▶ [TASK GOAL] Examine each line of the data. Copy the line if it includes the word "seen".

[Collected data entries]
-=-=-=-=-

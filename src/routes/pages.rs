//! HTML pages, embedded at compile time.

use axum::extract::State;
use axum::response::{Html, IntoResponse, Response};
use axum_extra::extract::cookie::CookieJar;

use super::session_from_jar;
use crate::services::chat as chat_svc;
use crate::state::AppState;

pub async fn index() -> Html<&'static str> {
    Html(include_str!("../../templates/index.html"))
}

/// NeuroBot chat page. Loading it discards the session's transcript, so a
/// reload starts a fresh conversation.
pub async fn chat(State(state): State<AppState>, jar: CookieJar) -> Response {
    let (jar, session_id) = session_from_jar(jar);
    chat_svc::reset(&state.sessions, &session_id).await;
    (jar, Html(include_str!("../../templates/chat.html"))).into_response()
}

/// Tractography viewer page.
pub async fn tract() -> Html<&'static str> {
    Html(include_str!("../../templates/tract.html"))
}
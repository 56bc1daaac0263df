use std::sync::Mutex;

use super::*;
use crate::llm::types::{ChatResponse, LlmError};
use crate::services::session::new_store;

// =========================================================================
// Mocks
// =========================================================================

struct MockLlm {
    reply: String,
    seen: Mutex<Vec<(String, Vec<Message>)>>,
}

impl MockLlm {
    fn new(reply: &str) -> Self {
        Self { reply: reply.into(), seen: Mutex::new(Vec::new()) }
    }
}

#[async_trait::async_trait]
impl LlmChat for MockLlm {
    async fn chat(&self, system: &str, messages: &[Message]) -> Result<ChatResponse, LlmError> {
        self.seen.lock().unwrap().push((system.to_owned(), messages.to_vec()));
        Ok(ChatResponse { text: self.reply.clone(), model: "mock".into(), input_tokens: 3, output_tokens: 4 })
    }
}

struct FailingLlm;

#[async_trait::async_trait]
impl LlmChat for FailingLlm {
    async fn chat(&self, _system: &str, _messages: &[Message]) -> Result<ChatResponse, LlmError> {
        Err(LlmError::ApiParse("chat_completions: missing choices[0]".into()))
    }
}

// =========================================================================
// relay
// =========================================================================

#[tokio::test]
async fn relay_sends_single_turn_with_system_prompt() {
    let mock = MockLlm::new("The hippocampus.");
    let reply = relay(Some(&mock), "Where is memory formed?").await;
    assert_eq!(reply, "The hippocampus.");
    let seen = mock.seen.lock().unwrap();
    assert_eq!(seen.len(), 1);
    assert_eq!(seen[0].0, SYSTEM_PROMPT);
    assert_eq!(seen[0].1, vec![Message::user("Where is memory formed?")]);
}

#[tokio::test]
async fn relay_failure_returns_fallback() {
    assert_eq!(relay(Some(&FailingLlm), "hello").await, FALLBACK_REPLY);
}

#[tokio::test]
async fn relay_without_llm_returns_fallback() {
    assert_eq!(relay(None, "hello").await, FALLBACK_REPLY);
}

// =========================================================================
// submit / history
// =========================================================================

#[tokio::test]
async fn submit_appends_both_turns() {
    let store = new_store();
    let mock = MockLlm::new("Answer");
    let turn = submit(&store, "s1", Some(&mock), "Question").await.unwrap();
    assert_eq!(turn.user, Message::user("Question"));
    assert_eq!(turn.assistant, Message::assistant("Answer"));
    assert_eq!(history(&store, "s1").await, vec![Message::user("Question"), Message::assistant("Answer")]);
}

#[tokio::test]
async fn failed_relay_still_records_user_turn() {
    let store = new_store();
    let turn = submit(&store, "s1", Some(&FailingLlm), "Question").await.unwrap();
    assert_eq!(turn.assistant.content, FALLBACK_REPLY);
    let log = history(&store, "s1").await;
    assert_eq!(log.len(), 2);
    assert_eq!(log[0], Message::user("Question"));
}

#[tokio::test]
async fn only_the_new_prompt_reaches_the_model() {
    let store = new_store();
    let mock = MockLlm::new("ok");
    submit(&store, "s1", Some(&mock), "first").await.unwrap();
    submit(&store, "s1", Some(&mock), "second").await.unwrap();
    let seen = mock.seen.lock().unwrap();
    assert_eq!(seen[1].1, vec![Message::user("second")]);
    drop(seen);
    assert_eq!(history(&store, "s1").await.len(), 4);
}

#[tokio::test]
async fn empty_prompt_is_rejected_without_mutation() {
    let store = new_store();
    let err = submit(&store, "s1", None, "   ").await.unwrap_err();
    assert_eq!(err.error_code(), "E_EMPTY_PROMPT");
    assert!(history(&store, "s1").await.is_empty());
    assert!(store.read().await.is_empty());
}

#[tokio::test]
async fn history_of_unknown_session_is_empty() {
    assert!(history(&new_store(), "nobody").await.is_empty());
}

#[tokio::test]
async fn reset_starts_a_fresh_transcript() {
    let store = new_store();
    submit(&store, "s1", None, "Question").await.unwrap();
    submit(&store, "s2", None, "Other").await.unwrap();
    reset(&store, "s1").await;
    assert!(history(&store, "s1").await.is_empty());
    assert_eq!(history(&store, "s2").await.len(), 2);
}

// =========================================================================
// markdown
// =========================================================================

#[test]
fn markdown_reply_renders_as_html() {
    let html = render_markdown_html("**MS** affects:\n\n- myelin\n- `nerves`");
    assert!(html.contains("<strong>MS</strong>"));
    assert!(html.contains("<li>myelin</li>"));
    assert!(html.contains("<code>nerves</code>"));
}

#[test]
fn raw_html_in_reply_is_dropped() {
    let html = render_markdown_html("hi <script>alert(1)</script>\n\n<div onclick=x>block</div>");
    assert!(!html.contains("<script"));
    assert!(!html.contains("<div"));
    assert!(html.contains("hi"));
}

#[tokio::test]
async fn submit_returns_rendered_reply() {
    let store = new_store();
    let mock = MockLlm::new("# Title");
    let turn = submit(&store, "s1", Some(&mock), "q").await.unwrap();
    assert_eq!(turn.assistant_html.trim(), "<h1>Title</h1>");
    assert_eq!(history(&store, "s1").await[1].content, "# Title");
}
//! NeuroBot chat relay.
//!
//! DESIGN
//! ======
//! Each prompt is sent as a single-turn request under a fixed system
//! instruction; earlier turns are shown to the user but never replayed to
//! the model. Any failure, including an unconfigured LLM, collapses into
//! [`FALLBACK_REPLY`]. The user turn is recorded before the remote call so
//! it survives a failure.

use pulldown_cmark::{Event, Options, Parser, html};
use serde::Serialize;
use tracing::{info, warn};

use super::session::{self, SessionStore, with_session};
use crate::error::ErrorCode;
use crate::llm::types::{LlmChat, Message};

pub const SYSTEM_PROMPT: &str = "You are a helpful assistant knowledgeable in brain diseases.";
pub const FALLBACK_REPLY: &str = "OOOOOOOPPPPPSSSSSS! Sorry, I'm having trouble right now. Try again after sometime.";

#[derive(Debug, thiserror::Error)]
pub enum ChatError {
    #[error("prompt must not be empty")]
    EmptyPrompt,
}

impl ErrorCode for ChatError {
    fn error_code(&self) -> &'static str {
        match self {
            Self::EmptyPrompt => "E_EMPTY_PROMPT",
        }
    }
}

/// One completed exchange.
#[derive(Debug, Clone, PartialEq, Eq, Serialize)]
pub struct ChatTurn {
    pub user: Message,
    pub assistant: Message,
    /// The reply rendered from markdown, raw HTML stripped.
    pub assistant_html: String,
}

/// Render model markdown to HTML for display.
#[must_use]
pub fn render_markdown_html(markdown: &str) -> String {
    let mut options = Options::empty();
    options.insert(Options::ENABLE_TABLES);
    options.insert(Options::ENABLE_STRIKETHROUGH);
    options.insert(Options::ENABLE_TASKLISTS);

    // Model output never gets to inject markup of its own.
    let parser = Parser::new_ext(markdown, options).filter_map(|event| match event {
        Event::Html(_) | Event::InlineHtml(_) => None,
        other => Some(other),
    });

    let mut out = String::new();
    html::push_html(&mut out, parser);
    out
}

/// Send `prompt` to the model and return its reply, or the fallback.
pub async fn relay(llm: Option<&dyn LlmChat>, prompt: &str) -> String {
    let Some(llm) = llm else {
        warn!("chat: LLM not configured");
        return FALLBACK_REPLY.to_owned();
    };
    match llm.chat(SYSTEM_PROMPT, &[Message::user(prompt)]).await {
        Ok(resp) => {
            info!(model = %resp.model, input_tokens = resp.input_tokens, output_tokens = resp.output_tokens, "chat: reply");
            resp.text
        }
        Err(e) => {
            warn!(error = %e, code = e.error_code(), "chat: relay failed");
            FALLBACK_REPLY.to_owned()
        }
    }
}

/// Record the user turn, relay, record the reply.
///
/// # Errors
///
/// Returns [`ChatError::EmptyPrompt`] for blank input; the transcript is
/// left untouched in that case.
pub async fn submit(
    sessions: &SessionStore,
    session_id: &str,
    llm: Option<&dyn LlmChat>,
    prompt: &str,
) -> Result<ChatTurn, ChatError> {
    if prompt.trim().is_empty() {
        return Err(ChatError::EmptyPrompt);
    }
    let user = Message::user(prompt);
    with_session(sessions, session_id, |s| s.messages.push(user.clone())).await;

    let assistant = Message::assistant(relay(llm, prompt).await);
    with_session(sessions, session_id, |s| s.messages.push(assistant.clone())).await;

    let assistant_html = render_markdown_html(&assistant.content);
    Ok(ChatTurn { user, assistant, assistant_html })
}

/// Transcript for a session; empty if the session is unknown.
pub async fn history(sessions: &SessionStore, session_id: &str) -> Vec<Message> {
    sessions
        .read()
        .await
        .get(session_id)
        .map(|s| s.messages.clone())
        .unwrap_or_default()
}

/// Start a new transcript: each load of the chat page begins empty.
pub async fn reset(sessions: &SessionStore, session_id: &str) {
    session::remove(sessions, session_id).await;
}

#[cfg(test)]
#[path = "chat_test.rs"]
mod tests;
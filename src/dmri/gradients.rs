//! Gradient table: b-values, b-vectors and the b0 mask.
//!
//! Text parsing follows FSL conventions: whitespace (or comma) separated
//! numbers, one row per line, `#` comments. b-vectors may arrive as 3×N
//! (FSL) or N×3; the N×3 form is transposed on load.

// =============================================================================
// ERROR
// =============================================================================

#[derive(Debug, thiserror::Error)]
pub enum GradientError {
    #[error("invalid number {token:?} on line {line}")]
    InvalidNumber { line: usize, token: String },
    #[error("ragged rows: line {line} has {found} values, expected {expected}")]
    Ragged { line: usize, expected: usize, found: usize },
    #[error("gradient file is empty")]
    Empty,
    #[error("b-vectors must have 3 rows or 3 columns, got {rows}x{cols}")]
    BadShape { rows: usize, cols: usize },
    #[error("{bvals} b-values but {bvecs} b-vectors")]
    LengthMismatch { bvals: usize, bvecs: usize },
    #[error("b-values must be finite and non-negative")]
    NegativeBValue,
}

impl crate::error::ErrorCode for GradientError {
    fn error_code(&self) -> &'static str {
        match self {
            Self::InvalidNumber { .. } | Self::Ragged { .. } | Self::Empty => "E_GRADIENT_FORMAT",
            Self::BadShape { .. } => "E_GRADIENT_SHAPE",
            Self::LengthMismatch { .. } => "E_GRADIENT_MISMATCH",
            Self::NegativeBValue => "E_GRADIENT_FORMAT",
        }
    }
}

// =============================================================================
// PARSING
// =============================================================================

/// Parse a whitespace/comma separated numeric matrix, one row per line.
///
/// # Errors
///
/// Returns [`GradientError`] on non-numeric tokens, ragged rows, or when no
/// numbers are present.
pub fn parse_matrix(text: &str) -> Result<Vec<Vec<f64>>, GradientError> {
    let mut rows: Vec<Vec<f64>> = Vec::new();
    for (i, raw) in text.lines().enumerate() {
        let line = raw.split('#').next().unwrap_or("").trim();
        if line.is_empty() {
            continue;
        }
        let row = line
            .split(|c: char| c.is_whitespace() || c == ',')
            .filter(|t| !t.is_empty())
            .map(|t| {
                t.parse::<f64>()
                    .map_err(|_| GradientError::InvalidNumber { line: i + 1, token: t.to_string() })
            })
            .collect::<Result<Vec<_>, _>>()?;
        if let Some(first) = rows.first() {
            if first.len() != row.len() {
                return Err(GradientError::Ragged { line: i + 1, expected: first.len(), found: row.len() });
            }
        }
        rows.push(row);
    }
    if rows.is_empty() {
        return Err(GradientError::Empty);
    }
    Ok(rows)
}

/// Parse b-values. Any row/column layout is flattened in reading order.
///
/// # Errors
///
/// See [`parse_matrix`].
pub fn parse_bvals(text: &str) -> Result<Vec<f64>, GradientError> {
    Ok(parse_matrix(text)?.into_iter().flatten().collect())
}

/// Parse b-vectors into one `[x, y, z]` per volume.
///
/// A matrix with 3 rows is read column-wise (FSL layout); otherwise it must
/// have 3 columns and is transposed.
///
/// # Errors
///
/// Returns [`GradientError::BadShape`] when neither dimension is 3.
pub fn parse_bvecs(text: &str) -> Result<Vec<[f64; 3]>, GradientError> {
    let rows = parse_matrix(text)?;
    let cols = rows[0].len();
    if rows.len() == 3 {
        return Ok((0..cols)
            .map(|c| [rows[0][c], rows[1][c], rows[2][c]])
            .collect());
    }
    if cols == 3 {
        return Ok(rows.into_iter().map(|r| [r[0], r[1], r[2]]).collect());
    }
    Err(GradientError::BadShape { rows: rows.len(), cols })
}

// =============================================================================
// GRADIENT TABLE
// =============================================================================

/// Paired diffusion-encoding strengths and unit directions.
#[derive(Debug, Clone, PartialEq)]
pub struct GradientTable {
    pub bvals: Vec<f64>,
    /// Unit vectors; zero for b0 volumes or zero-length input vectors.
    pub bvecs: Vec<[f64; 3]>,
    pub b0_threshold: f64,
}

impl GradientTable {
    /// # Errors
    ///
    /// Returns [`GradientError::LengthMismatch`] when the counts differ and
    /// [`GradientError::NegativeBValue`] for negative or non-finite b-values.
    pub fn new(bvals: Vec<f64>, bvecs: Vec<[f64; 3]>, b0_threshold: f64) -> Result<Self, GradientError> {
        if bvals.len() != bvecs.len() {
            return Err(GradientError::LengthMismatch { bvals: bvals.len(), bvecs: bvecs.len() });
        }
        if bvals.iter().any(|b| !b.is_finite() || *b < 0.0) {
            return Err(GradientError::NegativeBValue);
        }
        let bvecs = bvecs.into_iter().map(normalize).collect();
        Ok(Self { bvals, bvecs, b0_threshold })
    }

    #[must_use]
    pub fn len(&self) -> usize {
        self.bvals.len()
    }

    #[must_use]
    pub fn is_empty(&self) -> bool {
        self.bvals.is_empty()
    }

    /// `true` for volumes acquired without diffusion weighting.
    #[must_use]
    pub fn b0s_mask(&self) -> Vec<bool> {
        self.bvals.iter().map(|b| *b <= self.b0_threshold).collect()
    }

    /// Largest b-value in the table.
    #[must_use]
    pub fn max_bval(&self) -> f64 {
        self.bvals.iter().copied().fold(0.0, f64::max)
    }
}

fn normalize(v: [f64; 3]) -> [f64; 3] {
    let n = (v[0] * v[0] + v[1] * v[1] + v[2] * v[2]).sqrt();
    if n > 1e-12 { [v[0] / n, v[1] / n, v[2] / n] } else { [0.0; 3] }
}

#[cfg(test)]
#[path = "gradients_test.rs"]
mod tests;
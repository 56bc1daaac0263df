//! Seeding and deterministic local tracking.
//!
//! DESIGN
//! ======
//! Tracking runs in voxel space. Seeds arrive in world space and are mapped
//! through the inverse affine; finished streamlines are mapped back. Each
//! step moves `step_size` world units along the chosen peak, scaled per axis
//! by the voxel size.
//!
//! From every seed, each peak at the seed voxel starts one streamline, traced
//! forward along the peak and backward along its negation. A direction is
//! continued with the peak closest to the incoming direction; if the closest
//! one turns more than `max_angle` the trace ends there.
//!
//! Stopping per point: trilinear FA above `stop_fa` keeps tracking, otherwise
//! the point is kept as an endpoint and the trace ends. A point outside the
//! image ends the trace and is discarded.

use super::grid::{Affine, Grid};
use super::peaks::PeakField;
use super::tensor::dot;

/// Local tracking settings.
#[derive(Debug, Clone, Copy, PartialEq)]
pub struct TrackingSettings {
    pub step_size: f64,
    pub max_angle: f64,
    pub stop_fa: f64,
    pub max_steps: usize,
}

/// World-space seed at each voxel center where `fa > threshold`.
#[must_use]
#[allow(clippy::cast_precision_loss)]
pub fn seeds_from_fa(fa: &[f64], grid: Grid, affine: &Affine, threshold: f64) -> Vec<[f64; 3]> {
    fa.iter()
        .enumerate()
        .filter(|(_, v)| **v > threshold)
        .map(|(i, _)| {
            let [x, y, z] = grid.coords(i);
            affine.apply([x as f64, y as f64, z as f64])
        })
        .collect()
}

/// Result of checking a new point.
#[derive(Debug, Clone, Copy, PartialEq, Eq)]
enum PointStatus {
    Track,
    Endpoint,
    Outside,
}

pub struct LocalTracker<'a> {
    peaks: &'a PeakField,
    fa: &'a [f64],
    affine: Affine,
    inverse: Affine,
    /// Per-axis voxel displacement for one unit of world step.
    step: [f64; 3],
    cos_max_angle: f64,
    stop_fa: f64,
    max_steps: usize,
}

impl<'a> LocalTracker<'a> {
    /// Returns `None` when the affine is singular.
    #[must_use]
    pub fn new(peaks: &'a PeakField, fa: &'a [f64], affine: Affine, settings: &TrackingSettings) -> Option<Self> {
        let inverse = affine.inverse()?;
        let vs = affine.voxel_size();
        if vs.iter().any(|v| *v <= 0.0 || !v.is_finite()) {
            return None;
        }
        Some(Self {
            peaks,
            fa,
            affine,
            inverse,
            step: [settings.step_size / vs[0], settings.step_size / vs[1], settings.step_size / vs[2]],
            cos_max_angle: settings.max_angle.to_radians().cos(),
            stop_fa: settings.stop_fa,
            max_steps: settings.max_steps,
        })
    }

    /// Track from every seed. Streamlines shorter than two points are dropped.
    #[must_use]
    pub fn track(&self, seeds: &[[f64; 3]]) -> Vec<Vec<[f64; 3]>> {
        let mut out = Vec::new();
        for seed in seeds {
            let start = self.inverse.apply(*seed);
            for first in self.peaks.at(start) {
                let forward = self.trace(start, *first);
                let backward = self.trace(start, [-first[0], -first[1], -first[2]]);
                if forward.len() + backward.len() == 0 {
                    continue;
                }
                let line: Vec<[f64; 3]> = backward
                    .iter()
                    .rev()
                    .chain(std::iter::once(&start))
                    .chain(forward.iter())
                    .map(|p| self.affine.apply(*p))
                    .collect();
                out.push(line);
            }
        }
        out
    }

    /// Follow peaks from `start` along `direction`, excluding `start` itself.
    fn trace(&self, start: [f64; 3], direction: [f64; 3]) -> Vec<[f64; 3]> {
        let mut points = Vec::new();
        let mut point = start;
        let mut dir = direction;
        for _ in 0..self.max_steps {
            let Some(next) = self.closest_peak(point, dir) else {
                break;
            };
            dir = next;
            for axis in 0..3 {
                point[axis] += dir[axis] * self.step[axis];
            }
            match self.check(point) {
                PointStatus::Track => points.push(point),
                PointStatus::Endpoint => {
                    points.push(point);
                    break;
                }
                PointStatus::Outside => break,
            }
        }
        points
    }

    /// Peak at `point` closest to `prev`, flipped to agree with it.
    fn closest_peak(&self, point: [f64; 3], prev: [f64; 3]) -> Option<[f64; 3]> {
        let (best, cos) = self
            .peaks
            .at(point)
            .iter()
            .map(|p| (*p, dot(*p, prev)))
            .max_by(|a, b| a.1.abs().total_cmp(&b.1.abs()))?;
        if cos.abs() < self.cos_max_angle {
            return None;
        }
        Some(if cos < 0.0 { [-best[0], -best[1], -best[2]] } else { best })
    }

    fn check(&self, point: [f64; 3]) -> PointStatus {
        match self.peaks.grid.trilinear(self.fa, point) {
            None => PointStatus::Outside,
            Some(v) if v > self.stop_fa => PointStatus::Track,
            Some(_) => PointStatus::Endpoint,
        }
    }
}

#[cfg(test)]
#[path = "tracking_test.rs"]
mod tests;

-=-=-=-=-

▶ [ANSWER SECTION]
    seen: Mutex<Vec<(String, Vec<Message>)>>,
        Self { reply: reply.into(), seen: Mutex::new(Vec::new()) }
        self.seen.lock().unwrap().push((system.to_owned(), messages.to_vec()));
    let seen = mock.seen.lock().unwrap();
    assert_eq!(seen.len(), 1);
    assert_eq!(seen[0].0, SYSTEM_PROMPT);
    assert_eq!(seen[0].1, vec![Message::user("Where is memory formed?")]);
    let seen = mock.seen.lock().unwrap();
    assert_eq!(seen[1].1, vec![Message::user("second")]);
    drop(seen);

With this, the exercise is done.